TRY IT → Using the data below, please return every line exactly as given.

Stored data:
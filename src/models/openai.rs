//! OpenAI chat-completions provider.

use std::time::Duration;

use anyhow::Context;
use async_trait::async_trait;
use reqwest::Client;
use serde_json::json;

use super::{ChatMessage, ModelProvider};

/// Default endpoint for OpenAI chat completions.
pub const DEFAULT_ENDPOINT: &str = "https://api.openai.com/v1/chat/completions";

/// Default model name.
pub const DEFAULT_MODEL: &str = "gpt-4o-mini";

/// Provider that talks to an OpenAI-compatible chat completions API.
pub struct OpenAIProvider {
    api_key: String,
    endpoint: String,
    client: Client,
    /// Model name sent in the request body (e.g. "gpt-4o-mini").
    model: String,
}

impl OpenAIProvider {
    /// Create a provider with explicit configuration.
    ///
    /// `api_key` may be empty for local servers that don't require auth.
    pub fn with_config(api_key: String, endpoint: String, model: String) -> anyhow::Result<Self> {
        let client = Client::builder()
            .timeout(Duration::from_secs(90))
            .connect_timeout(Duration::from_secs(10))
            .build()
            .context("failed to build HTTP client")?;
        Ok(Self {
            api_key,
            endpoint,
            client,
            model,
        })
    }

    pub fn model(&self) -> &str {
        &self.model
    }

    pub fn endpoint(&self) -> &str {
        &self.endpoint
    }
}

#[async_trait]
impl ModelProvider for OpenAIProvider {
    async fn send_chat(&self, messages: &[ChatMessage]) -> Result<String, anyhow::Error> {
        let body = json!({
            "model": self.model,
            "messages": super::serialize_messages(messages),
        });

        let mut req = self.client.post(&self.endpoint).json(&body);
        if !self.api_key.is_empty() {
            req = req.bearer_auth(&self.api_key);
        }
        let resp = req.send().await?;

        let status = resp.status();
        if !status.is_success() {
            let text = resp.text().await.unwrap_or_default();
            anyhow::bail!("OpenAI API returned {status}: {text}");
        }

        let json: serde_json::Value = resp.json().await?;
        let content = json["choices"][0]["message"]["content"]
            .as_str()
            .ok_or_else(|| anyhow::anyhow!("OpenAI response has no message content"))?
            .to_string();

        Ok(content)
    }
}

OUTPUT OF THE EXERCISE →
filename src/models/openai.rs
//! OpenAI chat-completions provider.

use std::time::Duration;

use anyhow::Context;
use async_trait::async_trait;
use reqwest::Client;
use serde_json::json;

use super::{ChatMessage, ModelProvider};

/// Default endpoint for OpenAI chat completions.
pub const DEFAULT_ENDPOINT: &str = "https://api.openai.com/v1/chat/completions";

/// Default model name.
pub const DEFAULT_MODEL: &str = "gpt-4o-mini";

/// Provider that talks to an OpenAI-compatible chat completions API.
pub struct OpenAIProvider {
    api_key: String,
    endpoint: String,
    client: Client,
    /// Model name sent in the request body (e.g. "gpt-4o-mini").
    model: String,
}

impl OpenAIProvider {
    /// Create a provider with explicit configuration.
    ///
    /// `api_key` may be empty for local servers that don't require auth.
    pub fn with_config(api_key: String, endpoint: String, model: String) -> anyhow::Result<Self> {
        let client = Client::builder()
            .timeout(Duration::from_secs(90))
            .connect_timeout(Duration::from_secs(10))
            .build()
            .context("failed to build HTTP client")?;
        Ok(Self {
            api_key,
            endpoint,
            client,
            model,
        })
    }

    pub fn model(&self) -> &str {
        &self.model
    }

    pub fn endpoint(&self) -> &str {
        &self.endpoint
    }
}

#[async_trait]
impl ModelProvider for OpenAIProvider {
    async fn send_chat(&self, messages: &[ChatMessage]) -> Result<String, anyhow::Error> {
        let body = json!({
            "model": self.model,
            "messages": super::serialize_messages(messages),
        });

        let mut req = self.client.post(&self.endpoint).json(&body);
        if !self.api_key.is_empty() {
            req = req.bearer_auth(&self.api_key);
        }
        let resp = req.send().await?;

        let status = resp.status();
        if !status.is_success() {
            let text = resp.text().await.unwrap_or_default();
            anyhow::bail!("OpenAI API returned {status}: {text}");
        }

        let json: serde_json::Value = resp.json().await?;
        let content = json["choices"][0]["message"]["content"]
            .as_str()
            .ok_or_else(|| anyhow::anyhow!("OpenAI response has no message content"))?
            .to_string();

        Ok(content)
    }
}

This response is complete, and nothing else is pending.